Europe: The data calendar has German ZEW Economic Sentiment (Tuesday) and again, the outcome will very much depend on when the responses came in. We expect the Brexit debate to overshadow the survey that focuses on investor confidence and forecast a decline in the June headline reading to 6.0 (median 7.4) from 6.4 in May. The June German Ifo Business Climate index (Friday) is also expected to have eased slightly, as growth momentum slows down, and we are looking for a drop to 107.5 (med same) from 107.7, driven mainly by a decline in the expectations number. Preliminary May PMI numbers (Thursday) meanwhile are unlikely to show a big shift in sentiment. French numbers, which continue to underperform, could improve slightly, but German readings continue to come off highs. This is expected to show the overall Eurozone manufacturing PMI falling to 51.5 (med 51.4) from 51.5 and the services reading steady at 53.2 (median same). The data calendar also has German retail sales, French national confidence data and Italian orders numbers as well as German PPI data.

United Kingdom: The data calendar this week is quiet, and will be overlooked. Government borrowing data for May (Tuesday) and the CBI industrial trends survey for June (also Tuesday) highlight. The week of the Brexit referendum has finally arrived. A high turnout is likely on Thursday, and the outcome may cast an impact that could be, in the words of the BoE last week, “perhaps global” (much to the chagrin of Brexit supporters). Polling over the last couple of weeks has signaled a notable shift in support to the “Vote Leave” campaign, though bookmakers still show an implied probability for the UK to remain in the EU. In the mix is the tragic murder of pro-EU MP Jo Cox, last Thursday, which, as some argue, could bolster the Remain camp. Our hunch is that undecided voters are more likely to fall on the Remain side of the fence come the day of the vote on a fear-of-the-unknown psychology. The 2014 referendum on Scottish independence saw a vote-day swing in favour of remaining in the UK in what many onlookers at the time observed to be on a “vote with the head and not the heart” rational.
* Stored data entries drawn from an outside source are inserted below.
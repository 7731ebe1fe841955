//! Best-effort command writes.
//!
//! Every write to the house record goes through [`CommandDispatcher`]. It
//! hands the write to the sink and returns; a failed hand-off is logged,
//! counted and reported to the optional failure hook, never retried and never
//! rolled back. Local optimistic state is left as it is.

use std::sync::atomic::{AtomicU64, Ordering};
use std::sync::Arc;

use tracing::{debug, warn};

use crate::channel::{ChannelError, RemoteSink, RemoteWrite};

pub type FailureHook = Arc<dyn Fn(&RemoteWrite, &ChannelError) + Send + Sync>;

pub struct CommandDispatcher {
    sink: Arc<dyn RemoteSink>,
    on_failure: Option<FailureHook>,
    failures: AtomicU64,
}

impl CommandDispatcher {
    pub fn new(sink: Arc<dyn RemoteSink>) -> Self {
        Self {
            sink,
            on_failure: None,
            failures: AtomicU64::new(0),
        }
    }

    pub fn with_failure_hook(mut self, hook: FailureHook) -> Self {
        self.on_failure = Some(hook);
        self
    }

    /// Hand a write to the sink. Returns whether the sink accepted it; the
    /// caller is not expected to act on a `false`.
    pub fn dispatch(&self, write: RemoteWrite) -> bool {
        match self.sink.set(&write) {
            Ok(()) => {
                debug!(path = %write.path, value = %write.value, "write dispatched");
                true
            }
            Err(e) => {
                self.failures.fetch_add(1, Ordering::Relaxed);
                warn!(path = %write.path, value = %write.value, "write dropped: {e}");
                if let Some(hook) = &self.on_failure {
                    hook(&write, &e);
                }
                false
            }
        }
    }

    /// Number of writes the sink refused since start-up.
    pub fn failures(&self) -> u64 {
        self.failures.load(Ordering::Relaxed)
    }
}

// ===========================================================================
// Tests
// ===========================================================================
China: Apart from the CB Leading Index on Wednesday and MNI Business Sentiment Indicator on Thursday there are no economic releases scheduled for this week.
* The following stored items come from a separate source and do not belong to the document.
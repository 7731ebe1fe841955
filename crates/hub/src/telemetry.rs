//! Latest sensor reading and tank level, mirrored from each snapshot.

use tokio::sync::watch;

use crate::alert::{AlertTransition, WaterLevelAlertMonitor};
use crate::snapshot::RemoteSnapshot;
use crate::state::{SensorReading, WaterLevel};

pub struct TelemetryMirror {
    reading: watch::Sender<SensorReading>,
    water: watch::Sender<WaterLevel>,
    label: String,
}

impl TelemetryMirror {
    pub fn new(tank_label: &str) -> Self {
        let (reading, _) = watch::channel(SensorReading::default());
        let (water, _) = watch::channel(WaterLevel::from_raw(0.0, tank_label));
        Self {
            reading,
            water,
            label: tank_label.to_string(),
        }
    }

    /// Overwrite both values from the snapshot and feed the new percentage to
    /// the alert gate.
    pub fn apply(
        &self,
        snapshot: &RemoteSnapshot,
        alert: &mut WaterLevelAlertMonitor,
    ) -> Option<AlertTransition> {
        let level = WaterLevel::from_raw(snapshot.water_percentage(), &self.label);
        let percentage = level.percentage;

        self.reading.send_replace(snapshot.sensor_reading());
        self.water.send_replace(level);

        alert.check(percentage)
    }

    pub fn reading(&self) -> SensorReading {
        *self.reading.borrow()
    }

    pub fn water_level(&self) -> WaterLevel {
        self.water.borrow().clone()
    }

    pub fn subscribe_reading(&self) -> watch::Receiver<SensorReading> {
        self.reading.subscribe()
    }

    pub fn subscribe_water_level(&self) -> watch::Receiver<WaterLevel> {
        self.water.subscribe()
    }
}

#[cfg(test)]
mod tests {
    use super::*;
    use crate::alert::AlertState;
    use serde_json::json;

    fn snap(v: serde_json::Value) -> RemoteSnapshot {
        RemoteSnapshot::from_value(v).unwrap()
    }

    #[test]
    fn starts_zeroed() {
        let t = TelemetryMirror::new("Citerne");
        assert_eq!(t.reading(), SensorReading::default());
        assert_eq!(t.water_level().percentage, 0);
        assert_eq!(t.water_level().label, "Citerne");
    }

    #[test]
    fn snapshot_replaces_values_wholesale() {
        let t = TelemetryMirror::new("Citerne");
        let mut alert = WaterLevelAlertMonitor::new();
        t.apply(
            &snap(json!({"temperature": 22, "humiditeAir": 60, "humiditeSol": 45, "pluie": "pluie", "niveauEau": 80})),
            &mut alert,
        );
        // Second snapshot omits most fields: they fall back to zero, not to
        // the previous values.
        t.apply(&snap(json!({"humiditeSol": 30})), &mut alert);
        let r = t.reading();
        assert_eq!(r.temperature, 0.0);
        assert_eq!(r.air_humidity, 0.0);
        assert_eq!(r.soil_humidity, 30.0);
        assert!(!r.is_raining);
        assert_eq!(t.water_level().percentage, 0);
    }

    #[test]
    fn percentage_is_clamped() {
        let t = TelemetryMirror::new("Citerne");
        let mut alert = WaterLevelAlertMonitor::new();
        t.apply(&snap(json!({"niveauEau": 250})), &mut alert);
        assert_eq!(t.water_level().percentage, 100);
        t.apply(&snap(json!({"niveauEau": -30})), &mut alert);
        assert_eq!(t.water_level().percentage, 0);
    }

    #[test]
    fn every_snapshot_feeds_the_alert_gate() {
        let t = TelemetryMirror::new("Citerne");
        let mut alert = WaterLevelAlertMonitor::new();
        assert_eq!(t.apply(&snap(json!({"niveauEau": 50})), &mut alert), None);
        assert_eq!(
            t.apply(&snap(json!({"niveauEau": 12})), &mut alert),
            Some(AlertTransition::Raised)
        );
        assert_eq!(alert.state(), AlertState::Low);
        // Missing level counts as 0 and keeps the alert low without re-firing.
        assert_eq!(t.apply(&snap(json!({})), &mut alert), None);
    }

    #[test]
    fn subscribers_observe_updates() {
        let t = TelemetryMirror::new("Citerne");
        let mut rx = t.subscribe_reading();
        let mut alert = WaterLevelAlertMonitor::new();
        assert!(!rx.has_changed().unwrap());
        t.apply(&snap(json!({"humiditeSol": 12})), &mut alert);
        assert!(rx.has_changed().unwrap());
        assert_eq!(rx.borrow_and_update().soil_humidity, 12.0);

        let water_rx = t.subscribe_water_level();
        t.apply(&snap(json!({"niveauEau": 64})), &mut alert);
        assert_eq!(water_rx.borrow().percentage, 64);
    }
}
Japan: Japan’s docket kicked off with the May trade report, where the exports shrank by 11.3% annually while imports decreased by 13.8% from year before. The April all-industry index (Tuesday) is expected to improve 0.6% m/m from the prior 0.1% gain. Revised April leading and coincident indices (Thursday) are forecast to be unchanged at 7.7% m/m and 1.0% m/m, respectively. The June flash Markit manufacturing PMI is also due (Thursday). May services PPI (Friday) likely posted a 0.2% y/y pace, unchanged from April’s reading.
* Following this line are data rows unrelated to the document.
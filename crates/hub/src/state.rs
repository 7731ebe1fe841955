use serde::{Deserialize, Serialize};
use std::collections::VecDeque;
use std::fmt;
use time::OffsetDateTime;

/// Maximum number of events retained in the ring buffer.
const MAX_EVENTS: usize = 200;

// ---------------------------------------------------------------------------
// Telemetry values
// ---------------------------------------------------------------------------

/// One full set of rig sensor values. Replaced wholesale on every snapshot.
#[derive(Debug, Clone, Copy, Default, PartialEq, Serialize)]
pub struct SensorReading {
    pub temperature: f64,
    pub air_humidity: f64,
    pub soil_humidity: f64,
    pub is_raining: bool,
}

#[derive(Debug, Clone, PartialEq, Eq, Serialize)]
pub struct WaterLevel {
    /// Always within 0..=100.
    pub percentage: u8,
    pub label: String,
}

impl WaterLevel {
    /// Round a raw tank reading to the nearest percent and clamp it into
    /// `[0, 100]`.
    pub fn from_raw(raw: f64, label: &str) -> Self {
        let percentage = if raw.is_finite() {
            raw.round().clamp(0.0, 100.0) as u8
        } else {
            0
        };
        Self {
            percentage,
            label: label.to_string(),
        }
    }
}

// ---------------------------------------------------------------------------
// Actuators
// ---------------------------------------------------------------------------

#[derive(Debug, Clone, Copy, Default, PartialEq, Eq, Serialize)]
#[serde(rename_all = "UPPERCASE")]
pub enum PumpState {
    On,
    #[default]
    Off,
}

impl PumpState {
    /// Command-field mapping: only `"ON"` means on.
    pub fn from_command(raw: &str) -> Self {
        if raw == "ON" {
            Self::On
        } else {
            Self::Off
        }
    }

    /// Legacy observed-field mapping; same vocabulary as the command field.
    pub fn from_observed(raw: &str) -> Self {
        Self::from_command(raw)
    }

    /// Value written to `/commandes/pompe`.
    pub fn command_value(self) -> &'static str {
        match self {
            Self::On => "ON",
            Self::Off => "OFF",
        }
    }

    pub fn toggled(self) -> Self {
        match self {
            Self::On => Self::Off,
            Self::Off => Self::On,
        }
    }
}

impl fmt::Display for PumpState {
    fn fmt(&self, f: &mut fmt::Formatter<'_>) -> fmt::Result {
        f.write_str(self.command_value())
    }
}

#[derive(Debug, Clone, Copy, Default, PartialEq, Eq, Serialize)]
#[serde(rename_all = "UPPERCASE")]
pub enum CoverState {
    Open,
    #[default]
    Closed,
}

impl CoverState {
    /// Command-field mapping: `"ouvrir"` opens, anything else closes.
    pub fn from_command(raw: &str) -> Self {
        if raw == "ouvrir" {
            Self::Open
        } else {
            Self::Closed
        }
    }

    /// Legacy `etatBache` mapping: `"OUVERTE"` is open, anything else closed.
    pub fn from_observed(raw: &str) -> Self {
        if raw == "OUVERTE" {
            Self::Open
        } else {
            Self::Closed
        }
    }

    /// Value written to `/commandes/bache`.
    pub fn command_value(self) -> &'static str {
        match self {
            Self::Open => "ouvrir",
            Self::Closed => "fermer",
        }
    }

    pub fn toggled(self) -> Self {
        match self {
            Self::Open => Self::Closed,
            Self::Closed => Self::Open,
        }
    }
}

impl fmt::Display for CoverState {
    fn fmt(&self, f: &mut fmt::Formatter<'_>) -> fmt::Result {
        match self {
            Self::Open => f.write_str("OPEN"),
            Self::Closed => f.write_str("CLOSED"),
        }
    }
}

// ---------------------------------------------------------------------------
// Operating mode
// ---------------------------------------------------------------------------

#[derive(Debug, Clone, Copy, Default, PartialEq, Eq, Serialize, Deserialize)]
#[serde(rename_all = "lowercase")]
pub enum OperatingMode {
    #[default]
    Automatic,
    Manual,
}

impl OperatingMode {
    /// Value stored under `/mode` in the house record.
    pub fn as_remote(self) -> &'static str {
        match self {
            Self::Automatic => "automatique",
            Self::Manual => "manuel",
        }
    }

    /// Parse the remote `mode` field. Empty means "not set"; any value other
    /// than `"automatique"` counts as manual.
    pub fn from_remote(raw: &str) -> Option<Self> {
        match raw {
            "" => None,
            "automatique" => Some(Self::Automatic),
            _ => Some(Self::Manual),
        }
    }
}

impl fmt::Display for OperatingMode {
    fn fmt(&self, f: &mut fmt::Formatter<'_>) -> fmt::Result {
        match self {
            Self::Automatic => f.write_str("automatic"),
            Self::Manual => f.write_str("manual"),
        }
    }
}

// ---------------------------------------------------------------------------
// Event log
// ---------------------------------------------------------------------------

#[derive(Debug, Clone, Serialize)]
pub struct GardenEvent {
    #[serde(with = "time::serde::rfc3339")]
    pub ts: OffsetDateTime,
    pub kind: EventKind,
    pub detail: String,
}

#[derive(Debug, Clone, Copy, PartialEq, Eq, Serialize)]
#[serde(rename_all = "lowercase")]
pub enum EventKind {
    Telemetry,
    Actuator,
    Mode,
    Alert,
    Command,
    Refused,
    Error,
    System,
}

/// Bounded history of what the hub saw and did, newest entries last.
#[derive(Debug, Default)]
pub struct EventLog {
    events: VecDeque<GardenEvent>,
}

impl EventLog {
    pub fn new() -> Self {
        Self {
            events: VecDeque::with_capacity(MAX_EVENTS),
        }
    }

    pub fn push(&mut self, kind: EventKind, detail: impl Into<String>) {
        if self.events.len() >= MAX_EVENTS {
            self.events.pop_front();
        }
        self.events.push_back(GardenEvent {
            ts: OffsetDateTime::now_utc(),
            kind,
            detail: detail.into(),
        });
    }

    pub fn newest_first(&self) -> Vec<GardenEvent> {
        self.events.iter().rev().cloned().collect()
    }

    pub fn count(&self, kind: EventKind) -> usize {
        self.events.iter().filter(|e| e.kind == kind).count()
    }

    pub fn len(&self) -> usize {
        self.events.len()
    }

    pub fn is_empty(&self) -> bool {
        self.events.is_empty()
    }
}

// ===========================================================================
// Tests
// ===========================================================================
Australia: In Australia, the Reserve Bank of Australia releases the minutes to the June meeting (Tuesday). The RBA left its official cash rate unchanged at 1.75% in June, as had been widely anticipated. Recall that the central bank unexpectedly cut rates in May to 1.75% from 2.00%, following an unexpected drop in Q1 inflation. This week’s thin calendar also has the Q1 home price index (Tuesday).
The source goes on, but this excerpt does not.